Records for this task —
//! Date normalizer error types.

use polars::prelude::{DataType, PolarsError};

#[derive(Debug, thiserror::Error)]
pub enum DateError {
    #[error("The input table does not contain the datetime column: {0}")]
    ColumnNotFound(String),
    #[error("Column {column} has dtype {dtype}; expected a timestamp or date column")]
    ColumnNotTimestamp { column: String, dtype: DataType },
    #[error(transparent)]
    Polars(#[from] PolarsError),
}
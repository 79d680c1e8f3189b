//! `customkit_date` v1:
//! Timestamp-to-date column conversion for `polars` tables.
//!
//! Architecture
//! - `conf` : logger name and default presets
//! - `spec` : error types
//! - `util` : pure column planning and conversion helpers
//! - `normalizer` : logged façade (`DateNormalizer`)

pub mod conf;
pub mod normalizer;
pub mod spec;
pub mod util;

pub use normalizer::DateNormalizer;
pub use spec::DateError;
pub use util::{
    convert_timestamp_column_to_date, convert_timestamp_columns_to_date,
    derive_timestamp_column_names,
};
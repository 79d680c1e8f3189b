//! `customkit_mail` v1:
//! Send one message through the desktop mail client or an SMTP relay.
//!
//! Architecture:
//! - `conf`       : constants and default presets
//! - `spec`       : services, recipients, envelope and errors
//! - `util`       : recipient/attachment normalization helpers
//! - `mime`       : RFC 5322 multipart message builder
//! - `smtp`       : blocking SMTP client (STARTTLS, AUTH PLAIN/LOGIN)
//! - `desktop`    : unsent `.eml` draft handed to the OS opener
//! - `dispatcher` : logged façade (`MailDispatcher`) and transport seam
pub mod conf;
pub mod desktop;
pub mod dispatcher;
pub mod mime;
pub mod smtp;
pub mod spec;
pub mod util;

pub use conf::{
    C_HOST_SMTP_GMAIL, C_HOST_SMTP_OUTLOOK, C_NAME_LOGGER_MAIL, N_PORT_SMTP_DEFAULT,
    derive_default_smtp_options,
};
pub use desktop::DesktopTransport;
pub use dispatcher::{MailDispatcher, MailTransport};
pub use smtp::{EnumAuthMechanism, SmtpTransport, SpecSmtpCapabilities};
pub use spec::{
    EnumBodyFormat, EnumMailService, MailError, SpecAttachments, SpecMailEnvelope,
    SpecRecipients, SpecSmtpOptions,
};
---
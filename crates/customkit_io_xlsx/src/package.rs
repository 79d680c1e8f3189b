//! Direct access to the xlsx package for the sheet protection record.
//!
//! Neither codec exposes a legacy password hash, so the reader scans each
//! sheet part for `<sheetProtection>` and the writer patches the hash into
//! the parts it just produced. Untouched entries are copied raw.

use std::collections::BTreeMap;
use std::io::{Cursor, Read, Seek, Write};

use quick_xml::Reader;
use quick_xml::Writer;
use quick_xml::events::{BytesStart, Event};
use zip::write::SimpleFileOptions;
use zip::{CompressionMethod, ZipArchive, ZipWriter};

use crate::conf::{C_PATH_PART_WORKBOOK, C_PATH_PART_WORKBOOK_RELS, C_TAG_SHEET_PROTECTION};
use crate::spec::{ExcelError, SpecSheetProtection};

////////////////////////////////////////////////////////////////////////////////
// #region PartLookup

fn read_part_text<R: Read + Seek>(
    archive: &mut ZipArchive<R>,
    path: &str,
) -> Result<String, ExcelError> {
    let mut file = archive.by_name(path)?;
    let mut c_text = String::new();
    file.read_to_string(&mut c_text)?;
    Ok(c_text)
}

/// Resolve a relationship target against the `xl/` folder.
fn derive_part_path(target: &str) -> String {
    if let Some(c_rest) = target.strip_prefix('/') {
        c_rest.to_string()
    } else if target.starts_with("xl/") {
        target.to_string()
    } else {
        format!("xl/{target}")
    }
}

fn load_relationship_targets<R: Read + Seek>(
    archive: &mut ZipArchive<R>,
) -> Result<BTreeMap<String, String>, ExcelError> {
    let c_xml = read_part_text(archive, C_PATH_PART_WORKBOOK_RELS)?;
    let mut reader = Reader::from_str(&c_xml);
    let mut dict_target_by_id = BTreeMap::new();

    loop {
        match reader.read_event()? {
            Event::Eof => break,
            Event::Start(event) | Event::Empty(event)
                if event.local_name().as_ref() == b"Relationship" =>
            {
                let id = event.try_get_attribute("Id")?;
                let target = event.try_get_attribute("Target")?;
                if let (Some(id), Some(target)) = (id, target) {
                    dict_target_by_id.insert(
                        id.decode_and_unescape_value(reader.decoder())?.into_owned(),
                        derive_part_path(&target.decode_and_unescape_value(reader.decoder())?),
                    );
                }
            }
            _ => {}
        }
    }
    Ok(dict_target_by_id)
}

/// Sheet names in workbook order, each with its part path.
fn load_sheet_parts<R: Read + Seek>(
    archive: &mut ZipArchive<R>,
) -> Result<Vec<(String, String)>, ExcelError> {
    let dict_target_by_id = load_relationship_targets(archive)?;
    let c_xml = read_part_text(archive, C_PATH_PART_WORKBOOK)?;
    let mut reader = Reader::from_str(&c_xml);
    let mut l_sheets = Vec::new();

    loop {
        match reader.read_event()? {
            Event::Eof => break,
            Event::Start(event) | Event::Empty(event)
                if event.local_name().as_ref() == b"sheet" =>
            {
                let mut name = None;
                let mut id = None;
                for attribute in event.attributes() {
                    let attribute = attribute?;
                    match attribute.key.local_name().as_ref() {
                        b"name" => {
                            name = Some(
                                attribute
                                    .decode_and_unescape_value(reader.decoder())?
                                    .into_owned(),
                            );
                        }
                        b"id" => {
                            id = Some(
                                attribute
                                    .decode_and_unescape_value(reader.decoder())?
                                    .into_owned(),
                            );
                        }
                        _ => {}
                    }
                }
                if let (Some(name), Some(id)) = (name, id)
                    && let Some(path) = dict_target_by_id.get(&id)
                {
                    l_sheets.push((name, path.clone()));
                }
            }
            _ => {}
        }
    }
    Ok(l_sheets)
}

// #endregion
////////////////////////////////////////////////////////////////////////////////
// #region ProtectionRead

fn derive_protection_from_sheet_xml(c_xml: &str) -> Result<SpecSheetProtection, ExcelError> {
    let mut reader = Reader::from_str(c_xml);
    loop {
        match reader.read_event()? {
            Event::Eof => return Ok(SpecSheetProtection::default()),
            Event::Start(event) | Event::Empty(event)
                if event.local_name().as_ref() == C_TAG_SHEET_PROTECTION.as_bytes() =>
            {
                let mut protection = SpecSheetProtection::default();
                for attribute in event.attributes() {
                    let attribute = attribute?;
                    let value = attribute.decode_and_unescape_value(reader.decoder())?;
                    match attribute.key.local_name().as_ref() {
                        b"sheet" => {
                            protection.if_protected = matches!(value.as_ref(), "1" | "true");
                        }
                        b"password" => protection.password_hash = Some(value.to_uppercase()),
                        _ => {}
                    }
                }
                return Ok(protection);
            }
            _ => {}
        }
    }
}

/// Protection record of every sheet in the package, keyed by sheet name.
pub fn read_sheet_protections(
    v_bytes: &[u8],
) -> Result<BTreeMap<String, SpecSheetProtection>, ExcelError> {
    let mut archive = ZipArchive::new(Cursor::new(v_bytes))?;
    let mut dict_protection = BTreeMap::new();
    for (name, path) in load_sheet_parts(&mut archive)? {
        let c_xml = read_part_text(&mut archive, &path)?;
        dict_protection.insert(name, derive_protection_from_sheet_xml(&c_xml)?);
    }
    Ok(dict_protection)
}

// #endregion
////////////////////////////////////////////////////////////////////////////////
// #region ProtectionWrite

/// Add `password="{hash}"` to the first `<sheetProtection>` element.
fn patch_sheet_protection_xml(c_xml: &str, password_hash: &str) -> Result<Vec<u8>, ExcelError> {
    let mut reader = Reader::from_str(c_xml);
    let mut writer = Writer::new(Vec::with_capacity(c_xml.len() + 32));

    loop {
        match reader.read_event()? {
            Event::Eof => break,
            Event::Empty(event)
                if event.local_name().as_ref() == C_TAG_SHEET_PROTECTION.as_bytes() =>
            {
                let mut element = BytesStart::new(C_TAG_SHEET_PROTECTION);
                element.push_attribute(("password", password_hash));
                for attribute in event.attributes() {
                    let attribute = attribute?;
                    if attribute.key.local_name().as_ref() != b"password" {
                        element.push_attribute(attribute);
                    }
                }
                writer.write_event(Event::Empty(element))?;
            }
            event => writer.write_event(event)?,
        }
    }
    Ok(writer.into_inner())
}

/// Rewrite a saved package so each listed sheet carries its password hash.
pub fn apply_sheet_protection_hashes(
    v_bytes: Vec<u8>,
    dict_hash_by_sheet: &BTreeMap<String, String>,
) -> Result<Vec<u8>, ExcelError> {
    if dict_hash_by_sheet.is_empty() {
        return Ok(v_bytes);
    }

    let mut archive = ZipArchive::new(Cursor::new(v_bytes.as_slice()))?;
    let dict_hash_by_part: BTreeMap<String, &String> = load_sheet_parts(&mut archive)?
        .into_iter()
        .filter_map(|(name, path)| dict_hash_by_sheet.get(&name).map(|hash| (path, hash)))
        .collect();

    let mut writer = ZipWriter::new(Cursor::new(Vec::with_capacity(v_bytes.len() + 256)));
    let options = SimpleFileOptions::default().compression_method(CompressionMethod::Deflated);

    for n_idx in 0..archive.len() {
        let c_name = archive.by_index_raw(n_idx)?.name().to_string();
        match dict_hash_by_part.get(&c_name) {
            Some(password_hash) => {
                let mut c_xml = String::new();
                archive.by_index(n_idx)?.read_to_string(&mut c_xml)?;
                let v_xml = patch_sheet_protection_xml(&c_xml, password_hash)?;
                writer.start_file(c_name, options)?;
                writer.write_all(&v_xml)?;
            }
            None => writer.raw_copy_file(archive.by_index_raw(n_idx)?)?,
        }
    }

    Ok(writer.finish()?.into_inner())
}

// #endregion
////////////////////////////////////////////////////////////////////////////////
---
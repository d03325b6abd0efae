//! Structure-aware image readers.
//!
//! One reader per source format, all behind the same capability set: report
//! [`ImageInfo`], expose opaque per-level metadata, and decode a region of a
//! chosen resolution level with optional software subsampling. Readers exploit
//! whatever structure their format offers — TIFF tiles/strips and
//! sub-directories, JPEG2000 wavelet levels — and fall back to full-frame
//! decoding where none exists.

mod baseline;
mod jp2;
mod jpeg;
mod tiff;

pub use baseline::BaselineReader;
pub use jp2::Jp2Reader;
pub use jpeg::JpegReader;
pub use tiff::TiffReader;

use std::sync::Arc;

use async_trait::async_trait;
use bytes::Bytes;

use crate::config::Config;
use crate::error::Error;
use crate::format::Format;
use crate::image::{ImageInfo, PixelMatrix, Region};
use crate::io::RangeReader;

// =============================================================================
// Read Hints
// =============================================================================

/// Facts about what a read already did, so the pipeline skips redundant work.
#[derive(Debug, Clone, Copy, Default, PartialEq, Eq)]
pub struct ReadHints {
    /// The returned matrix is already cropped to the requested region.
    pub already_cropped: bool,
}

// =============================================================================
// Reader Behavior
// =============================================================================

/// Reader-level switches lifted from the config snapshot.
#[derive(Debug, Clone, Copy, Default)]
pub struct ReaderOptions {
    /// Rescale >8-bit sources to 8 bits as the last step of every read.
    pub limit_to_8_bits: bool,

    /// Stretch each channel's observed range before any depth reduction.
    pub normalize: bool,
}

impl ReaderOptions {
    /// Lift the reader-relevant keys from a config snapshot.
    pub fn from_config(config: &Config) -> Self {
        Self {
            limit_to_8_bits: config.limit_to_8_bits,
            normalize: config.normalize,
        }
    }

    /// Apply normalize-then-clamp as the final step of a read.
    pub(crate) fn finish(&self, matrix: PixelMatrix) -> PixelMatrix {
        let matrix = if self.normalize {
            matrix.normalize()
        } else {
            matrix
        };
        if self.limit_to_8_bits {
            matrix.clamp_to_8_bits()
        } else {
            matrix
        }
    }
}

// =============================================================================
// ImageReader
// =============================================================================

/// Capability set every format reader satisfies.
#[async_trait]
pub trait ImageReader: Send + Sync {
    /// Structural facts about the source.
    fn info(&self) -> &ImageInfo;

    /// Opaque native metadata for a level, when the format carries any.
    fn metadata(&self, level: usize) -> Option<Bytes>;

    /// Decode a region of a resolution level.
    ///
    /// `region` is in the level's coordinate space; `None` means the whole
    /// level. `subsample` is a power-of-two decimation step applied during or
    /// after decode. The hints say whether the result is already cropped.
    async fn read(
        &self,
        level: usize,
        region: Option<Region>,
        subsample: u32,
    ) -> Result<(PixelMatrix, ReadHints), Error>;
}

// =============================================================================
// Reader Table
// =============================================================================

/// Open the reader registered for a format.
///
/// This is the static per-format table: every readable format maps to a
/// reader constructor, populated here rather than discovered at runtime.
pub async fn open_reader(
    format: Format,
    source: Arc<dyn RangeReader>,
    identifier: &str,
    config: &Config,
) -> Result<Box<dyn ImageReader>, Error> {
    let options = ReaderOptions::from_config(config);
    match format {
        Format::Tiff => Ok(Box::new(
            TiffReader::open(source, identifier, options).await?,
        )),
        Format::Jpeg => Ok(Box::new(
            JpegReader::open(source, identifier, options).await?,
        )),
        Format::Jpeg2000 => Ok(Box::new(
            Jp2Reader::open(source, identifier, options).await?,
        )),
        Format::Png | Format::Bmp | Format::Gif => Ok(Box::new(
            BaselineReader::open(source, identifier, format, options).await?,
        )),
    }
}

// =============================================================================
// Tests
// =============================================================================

Work task — Retype word for word everything in the listing above from the line that holds "a resolution level." down to the line that holds "applied during or". Keep both end lines and leave out the rest.

Solution —
    /// Decode a region of a resolution level.
    ///
    /// `region` is in the level's coordinate space; `None` means the whole
    /// level. `subsample` is a power-of-two decimation step applied during or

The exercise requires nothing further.